◆ GIVEN DATA:

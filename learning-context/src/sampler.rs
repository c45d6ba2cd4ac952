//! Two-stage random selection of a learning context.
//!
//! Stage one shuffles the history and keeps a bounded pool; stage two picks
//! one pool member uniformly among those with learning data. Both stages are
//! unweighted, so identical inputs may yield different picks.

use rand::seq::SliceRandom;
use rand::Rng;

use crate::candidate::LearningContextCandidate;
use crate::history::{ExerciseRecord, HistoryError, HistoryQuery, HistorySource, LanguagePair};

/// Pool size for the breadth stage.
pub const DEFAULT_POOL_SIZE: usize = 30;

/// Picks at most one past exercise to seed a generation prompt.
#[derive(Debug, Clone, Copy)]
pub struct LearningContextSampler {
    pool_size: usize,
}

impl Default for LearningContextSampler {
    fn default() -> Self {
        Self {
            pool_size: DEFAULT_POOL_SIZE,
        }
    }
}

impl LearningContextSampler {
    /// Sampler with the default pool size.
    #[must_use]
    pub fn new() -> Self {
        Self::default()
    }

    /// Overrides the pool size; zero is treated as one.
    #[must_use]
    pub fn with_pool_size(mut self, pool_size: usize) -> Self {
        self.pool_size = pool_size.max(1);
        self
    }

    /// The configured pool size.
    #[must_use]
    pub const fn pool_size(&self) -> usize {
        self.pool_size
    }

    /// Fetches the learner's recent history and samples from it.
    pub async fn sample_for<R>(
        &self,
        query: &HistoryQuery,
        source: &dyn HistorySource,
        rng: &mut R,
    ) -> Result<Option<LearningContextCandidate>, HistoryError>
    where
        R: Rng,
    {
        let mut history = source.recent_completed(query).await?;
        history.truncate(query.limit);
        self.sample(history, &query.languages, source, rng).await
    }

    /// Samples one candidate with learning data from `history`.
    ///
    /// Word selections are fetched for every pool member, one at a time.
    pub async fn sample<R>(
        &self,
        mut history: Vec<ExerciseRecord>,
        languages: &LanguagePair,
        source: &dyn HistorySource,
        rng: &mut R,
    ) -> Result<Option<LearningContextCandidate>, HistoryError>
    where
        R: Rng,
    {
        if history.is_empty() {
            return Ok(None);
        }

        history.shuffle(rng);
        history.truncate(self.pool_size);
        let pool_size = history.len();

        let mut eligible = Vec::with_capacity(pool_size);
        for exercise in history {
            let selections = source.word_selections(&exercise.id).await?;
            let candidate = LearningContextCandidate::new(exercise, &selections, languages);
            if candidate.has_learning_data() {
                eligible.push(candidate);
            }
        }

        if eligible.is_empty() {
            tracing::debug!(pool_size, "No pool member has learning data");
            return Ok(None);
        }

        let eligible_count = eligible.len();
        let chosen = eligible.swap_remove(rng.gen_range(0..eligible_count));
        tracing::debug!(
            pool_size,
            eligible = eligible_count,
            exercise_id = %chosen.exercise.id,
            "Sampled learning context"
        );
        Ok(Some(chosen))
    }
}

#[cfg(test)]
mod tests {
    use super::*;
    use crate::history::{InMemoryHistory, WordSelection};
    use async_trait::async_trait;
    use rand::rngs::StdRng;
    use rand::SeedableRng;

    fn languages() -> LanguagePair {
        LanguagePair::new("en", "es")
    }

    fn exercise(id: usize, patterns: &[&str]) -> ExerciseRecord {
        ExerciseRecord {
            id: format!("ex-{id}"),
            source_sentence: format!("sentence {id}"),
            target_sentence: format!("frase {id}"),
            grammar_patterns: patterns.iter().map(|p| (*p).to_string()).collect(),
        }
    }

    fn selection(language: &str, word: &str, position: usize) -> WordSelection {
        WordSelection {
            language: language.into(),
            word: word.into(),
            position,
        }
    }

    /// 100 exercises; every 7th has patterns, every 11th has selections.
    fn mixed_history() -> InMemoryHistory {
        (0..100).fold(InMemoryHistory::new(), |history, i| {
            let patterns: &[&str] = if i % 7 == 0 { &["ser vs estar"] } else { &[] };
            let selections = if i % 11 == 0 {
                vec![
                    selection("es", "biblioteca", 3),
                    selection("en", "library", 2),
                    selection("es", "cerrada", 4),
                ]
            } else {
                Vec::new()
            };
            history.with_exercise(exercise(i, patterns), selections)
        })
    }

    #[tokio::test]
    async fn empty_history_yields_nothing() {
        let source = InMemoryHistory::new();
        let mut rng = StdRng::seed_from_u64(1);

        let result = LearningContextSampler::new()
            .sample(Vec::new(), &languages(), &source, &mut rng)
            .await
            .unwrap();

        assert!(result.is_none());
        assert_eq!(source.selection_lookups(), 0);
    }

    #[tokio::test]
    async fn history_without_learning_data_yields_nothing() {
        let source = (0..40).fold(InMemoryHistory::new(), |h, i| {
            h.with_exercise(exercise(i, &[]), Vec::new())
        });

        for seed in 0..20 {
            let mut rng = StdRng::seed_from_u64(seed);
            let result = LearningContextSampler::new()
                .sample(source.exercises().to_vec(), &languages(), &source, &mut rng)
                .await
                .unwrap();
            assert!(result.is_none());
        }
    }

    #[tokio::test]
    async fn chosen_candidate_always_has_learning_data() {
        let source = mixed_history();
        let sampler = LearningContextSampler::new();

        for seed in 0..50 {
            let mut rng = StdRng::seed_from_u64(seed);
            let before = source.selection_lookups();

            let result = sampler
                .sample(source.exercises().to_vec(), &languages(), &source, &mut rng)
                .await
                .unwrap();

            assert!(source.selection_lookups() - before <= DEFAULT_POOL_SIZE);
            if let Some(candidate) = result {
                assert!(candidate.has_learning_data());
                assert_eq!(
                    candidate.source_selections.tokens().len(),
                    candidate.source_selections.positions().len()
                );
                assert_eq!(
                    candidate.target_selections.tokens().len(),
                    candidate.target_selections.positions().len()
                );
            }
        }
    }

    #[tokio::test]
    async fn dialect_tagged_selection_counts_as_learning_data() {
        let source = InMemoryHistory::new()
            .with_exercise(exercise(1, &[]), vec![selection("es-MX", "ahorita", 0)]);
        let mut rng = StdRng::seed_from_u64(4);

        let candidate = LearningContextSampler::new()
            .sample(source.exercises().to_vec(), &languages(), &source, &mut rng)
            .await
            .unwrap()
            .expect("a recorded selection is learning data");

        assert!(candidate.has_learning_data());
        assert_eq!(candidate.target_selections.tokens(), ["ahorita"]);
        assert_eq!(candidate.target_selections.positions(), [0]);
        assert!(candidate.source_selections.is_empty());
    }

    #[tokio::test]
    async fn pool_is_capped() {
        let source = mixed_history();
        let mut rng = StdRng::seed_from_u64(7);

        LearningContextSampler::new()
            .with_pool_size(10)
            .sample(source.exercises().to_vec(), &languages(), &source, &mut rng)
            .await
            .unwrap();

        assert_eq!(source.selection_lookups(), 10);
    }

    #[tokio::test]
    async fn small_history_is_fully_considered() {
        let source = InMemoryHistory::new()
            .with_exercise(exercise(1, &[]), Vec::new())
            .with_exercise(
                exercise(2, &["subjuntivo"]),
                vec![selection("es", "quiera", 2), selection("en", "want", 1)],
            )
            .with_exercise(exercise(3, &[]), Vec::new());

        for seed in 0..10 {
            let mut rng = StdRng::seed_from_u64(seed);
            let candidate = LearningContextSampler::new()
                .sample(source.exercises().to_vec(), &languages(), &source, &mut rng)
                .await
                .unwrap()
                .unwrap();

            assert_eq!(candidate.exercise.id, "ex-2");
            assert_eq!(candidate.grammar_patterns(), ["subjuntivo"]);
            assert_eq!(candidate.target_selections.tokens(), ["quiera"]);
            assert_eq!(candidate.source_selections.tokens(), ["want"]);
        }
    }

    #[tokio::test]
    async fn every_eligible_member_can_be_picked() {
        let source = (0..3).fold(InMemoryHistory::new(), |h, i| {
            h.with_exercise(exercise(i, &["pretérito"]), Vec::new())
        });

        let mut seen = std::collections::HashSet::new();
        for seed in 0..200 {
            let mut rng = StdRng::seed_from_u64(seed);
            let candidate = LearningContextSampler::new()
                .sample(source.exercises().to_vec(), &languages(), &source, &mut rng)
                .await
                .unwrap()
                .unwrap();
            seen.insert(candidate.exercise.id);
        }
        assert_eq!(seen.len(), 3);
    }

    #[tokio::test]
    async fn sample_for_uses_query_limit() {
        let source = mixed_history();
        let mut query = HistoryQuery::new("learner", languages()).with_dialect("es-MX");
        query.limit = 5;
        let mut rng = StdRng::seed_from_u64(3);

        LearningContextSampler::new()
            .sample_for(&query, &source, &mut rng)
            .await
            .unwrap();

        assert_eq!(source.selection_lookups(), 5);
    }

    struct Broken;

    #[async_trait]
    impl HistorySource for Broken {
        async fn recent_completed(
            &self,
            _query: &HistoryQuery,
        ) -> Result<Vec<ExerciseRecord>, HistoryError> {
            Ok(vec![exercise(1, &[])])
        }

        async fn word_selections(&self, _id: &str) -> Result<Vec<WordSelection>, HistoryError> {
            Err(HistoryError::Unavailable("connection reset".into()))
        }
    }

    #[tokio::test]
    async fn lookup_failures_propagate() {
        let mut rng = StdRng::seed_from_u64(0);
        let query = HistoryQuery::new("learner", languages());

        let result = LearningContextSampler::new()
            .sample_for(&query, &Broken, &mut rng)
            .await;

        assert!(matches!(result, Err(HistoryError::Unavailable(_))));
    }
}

==

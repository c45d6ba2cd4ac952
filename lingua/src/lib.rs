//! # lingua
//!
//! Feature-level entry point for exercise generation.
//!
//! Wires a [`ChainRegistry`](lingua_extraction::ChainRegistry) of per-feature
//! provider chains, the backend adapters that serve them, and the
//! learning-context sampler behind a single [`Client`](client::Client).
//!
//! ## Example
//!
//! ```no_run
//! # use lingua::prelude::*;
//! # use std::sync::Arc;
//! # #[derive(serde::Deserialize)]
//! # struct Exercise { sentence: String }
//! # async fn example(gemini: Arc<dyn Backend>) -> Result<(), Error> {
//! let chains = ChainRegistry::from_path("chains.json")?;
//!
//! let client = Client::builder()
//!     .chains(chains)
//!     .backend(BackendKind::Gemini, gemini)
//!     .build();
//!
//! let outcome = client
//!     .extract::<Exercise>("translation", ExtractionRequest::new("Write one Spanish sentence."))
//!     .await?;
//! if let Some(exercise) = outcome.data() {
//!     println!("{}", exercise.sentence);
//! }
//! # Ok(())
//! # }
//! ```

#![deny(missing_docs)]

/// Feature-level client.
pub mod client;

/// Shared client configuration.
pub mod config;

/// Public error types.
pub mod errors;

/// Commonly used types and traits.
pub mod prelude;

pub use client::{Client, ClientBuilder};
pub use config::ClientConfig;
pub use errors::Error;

* * *

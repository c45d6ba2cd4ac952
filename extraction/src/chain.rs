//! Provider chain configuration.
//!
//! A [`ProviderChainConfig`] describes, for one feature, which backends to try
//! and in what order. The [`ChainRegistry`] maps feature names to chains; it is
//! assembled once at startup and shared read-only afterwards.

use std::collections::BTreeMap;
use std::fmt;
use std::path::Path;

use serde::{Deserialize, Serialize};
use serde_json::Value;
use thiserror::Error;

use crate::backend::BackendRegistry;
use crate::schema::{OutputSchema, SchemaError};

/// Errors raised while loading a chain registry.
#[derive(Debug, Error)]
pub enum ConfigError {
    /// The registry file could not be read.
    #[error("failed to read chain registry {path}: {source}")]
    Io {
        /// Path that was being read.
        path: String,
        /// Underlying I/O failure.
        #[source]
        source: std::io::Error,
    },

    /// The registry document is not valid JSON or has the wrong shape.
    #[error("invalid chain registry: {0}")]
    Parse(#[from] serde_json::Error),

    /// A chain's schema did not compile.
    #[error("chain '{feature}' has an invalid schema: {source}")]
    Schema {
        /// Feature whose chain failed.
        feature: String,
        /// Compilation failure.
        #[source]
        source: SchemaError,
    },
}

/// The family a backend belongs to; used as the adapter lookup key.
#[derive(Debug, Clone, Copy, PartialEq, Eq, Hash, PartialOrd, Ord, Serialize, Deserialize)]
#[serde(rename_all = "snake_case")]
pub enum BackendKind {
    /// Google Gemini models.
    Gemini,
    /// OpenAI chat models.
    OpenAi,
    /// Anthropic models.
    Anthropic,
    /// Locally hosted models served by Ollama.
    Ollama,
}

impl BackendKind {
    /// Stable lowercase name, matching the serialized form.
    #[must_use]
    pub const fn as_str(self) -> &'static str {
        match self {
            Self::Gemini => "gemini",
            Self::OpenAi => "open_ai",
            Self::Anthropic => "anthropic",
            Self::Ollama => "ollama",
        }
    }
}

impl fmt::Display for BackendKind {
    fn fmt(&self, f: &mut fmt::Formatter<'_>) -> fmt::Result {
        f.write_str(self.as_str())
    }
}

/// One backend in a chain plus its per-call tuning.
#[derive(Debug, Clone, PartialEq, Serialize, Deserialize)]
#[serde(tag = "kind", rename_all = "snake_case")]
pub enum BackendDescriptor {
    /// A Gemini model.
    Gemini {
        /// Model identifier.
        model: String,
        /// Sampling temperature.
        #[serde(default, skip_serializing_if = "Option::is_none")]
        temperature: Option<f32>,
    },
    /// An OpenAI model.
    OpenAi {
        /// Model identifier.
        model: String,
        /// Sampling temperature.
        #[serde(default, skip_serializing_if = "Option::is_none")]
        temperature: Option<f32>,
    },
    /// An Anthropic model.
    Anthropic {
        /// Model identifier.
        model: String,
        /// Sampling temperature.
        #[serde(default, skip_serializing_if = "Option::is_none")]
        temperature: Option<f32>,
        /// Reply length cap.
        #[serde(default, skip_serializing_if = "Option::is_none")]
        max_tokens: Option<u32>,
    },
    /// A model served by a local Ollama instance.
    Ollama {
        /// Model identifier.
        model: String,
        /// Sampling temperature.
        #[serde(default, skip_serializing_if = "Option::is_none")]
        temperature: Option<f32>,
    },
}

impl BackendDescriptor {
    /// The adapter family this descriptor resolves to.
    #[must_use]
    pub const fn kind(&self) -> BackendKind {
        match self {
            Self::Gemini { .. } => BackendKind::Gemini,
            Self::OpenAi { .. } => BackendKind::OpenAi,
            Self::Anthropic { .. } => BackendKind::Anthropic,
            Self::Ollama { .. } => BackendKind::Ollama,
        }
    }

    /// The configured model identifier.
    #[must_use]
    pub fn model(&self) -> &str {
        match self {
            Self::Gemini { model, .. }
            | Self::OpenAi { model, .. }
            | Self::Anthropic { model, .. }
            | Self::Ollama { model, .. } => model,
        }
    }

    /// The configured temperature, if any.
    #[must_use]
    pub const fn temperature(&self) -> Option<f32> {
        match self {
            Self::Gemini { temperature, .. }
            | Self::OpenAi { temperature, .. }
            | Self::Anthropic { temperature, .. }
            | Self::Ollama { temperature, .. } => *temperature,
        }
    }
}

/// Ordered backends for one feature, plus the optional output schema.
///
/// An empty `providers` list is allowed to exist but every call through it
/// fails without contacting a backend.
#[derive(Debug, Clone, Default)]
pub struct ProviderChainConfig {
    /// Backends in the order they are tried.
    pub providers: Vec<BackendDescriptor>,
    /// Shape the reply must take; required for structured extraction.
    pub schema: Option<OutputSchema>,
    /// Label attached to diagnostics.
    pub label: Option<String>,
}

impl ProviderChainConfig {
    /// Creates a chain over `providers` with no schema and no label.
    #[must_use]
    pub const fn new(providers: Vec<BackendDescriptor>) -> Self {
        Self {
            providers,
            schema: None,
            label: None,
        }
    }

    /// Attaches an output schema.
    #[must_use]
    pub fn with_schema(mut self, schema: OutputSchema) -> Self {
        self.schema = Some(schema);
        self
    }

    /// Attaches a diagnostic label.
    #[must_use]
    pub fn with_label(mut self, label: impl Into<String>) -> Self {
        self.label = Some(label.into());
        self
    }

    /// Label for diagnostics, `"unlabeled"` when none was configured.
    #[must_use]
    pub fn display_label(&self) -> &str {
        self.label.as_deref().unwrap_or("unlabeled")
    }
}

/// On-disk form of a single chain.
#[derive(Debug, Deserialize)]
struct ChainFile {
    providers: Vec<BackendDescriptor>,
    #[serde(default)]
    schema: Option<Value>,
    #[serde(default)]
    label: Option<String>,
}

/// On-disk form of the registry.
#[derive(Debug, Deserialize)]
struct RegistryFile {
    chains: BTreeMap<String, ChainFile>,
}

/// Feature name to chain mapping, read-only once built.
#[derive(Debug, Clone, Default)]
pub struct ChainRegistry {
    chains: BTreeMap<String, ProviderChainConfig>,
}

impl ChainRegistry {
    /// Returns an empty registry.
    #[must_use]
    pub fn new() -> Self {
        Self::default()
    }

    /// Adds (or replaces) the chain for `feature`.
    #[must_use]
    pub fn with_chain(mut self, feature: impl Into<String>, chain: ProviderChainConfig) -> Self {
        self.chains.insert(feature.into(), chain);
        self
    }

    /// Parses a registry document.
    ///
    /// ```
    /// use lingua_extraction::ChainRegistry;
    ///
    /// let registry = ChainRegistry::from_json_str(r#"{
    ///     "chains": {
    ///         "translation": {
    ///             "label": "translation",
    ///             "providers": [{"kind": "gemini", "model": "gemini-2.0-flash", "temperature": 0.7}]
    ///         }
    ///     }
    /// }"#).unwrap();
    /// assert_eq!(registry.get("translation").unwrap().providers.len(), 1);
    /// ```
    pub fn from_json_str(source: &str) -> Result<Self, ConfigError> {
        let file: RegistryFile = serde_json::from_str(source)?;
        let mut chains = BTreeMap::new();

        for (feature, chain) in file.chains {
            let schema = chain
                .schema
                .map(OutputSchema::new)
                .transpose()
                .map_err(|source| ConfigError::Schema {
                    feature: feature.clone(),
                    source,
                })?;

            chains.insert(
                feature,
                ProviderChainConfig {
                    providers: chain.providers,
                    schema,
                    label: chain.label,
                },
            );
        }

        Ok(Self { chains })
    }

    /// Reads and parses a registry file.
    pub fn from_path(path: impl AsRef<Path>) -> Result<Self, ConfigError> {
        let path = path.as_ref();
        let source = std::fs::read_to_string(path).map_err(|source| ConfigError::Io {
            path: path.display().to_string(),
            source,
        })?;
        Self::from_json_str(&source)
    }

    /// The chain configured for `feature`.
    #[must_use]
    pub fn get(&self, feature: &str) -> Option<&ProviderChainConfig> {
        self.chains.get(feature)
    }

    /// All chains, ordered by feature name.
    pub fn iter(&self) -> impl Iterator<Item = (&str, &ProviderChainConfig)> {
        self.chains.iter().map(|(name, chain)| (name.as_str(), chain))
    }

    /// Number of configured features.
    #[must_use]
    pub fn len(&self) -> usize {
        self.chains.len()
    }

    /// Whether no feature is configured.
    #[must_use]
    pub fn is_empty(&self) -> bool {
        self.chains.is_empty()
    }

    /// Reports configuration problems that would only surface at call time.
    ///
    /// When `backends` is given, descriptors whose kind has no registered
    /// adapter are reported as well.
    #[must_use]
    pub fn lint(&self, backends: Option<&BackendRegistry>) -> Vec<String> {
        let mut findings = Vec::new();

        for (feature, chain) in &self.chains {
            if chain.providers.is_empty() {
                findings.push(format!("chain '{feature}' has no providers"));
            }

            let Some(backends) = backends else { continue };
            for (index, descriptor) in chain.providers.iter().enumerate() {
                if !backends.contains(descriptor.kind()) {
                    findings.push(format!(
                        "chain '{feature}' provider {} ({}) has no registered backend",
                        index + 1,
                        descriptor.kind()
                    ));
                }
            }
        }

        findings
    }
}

◆ TASK TO COMPLETE: Out of the data above, transcribe exactly and only the lines starting with the line that has "filename learning-context/src/sampler.rs" and going on through the line that has "use crate::candidate::LearningContextCandidate;", both included.

◆ TASK OUTPUT:
filename learning-context/src/sampler.rs
repository c45d6ba2cd4ac952
//! Two-stage random selection of a learning context.
//!
//! Stage one shuffles the history and keeps a bounded pool; stage two picks
//! one pool member uniformly among those with learning data. Both stages are
//! unweighted, so identical inputs may yield different picks.

use rand::seq::SliceRandom;
use rand::Rng;

use crate::candidate::LearningContextCandidate;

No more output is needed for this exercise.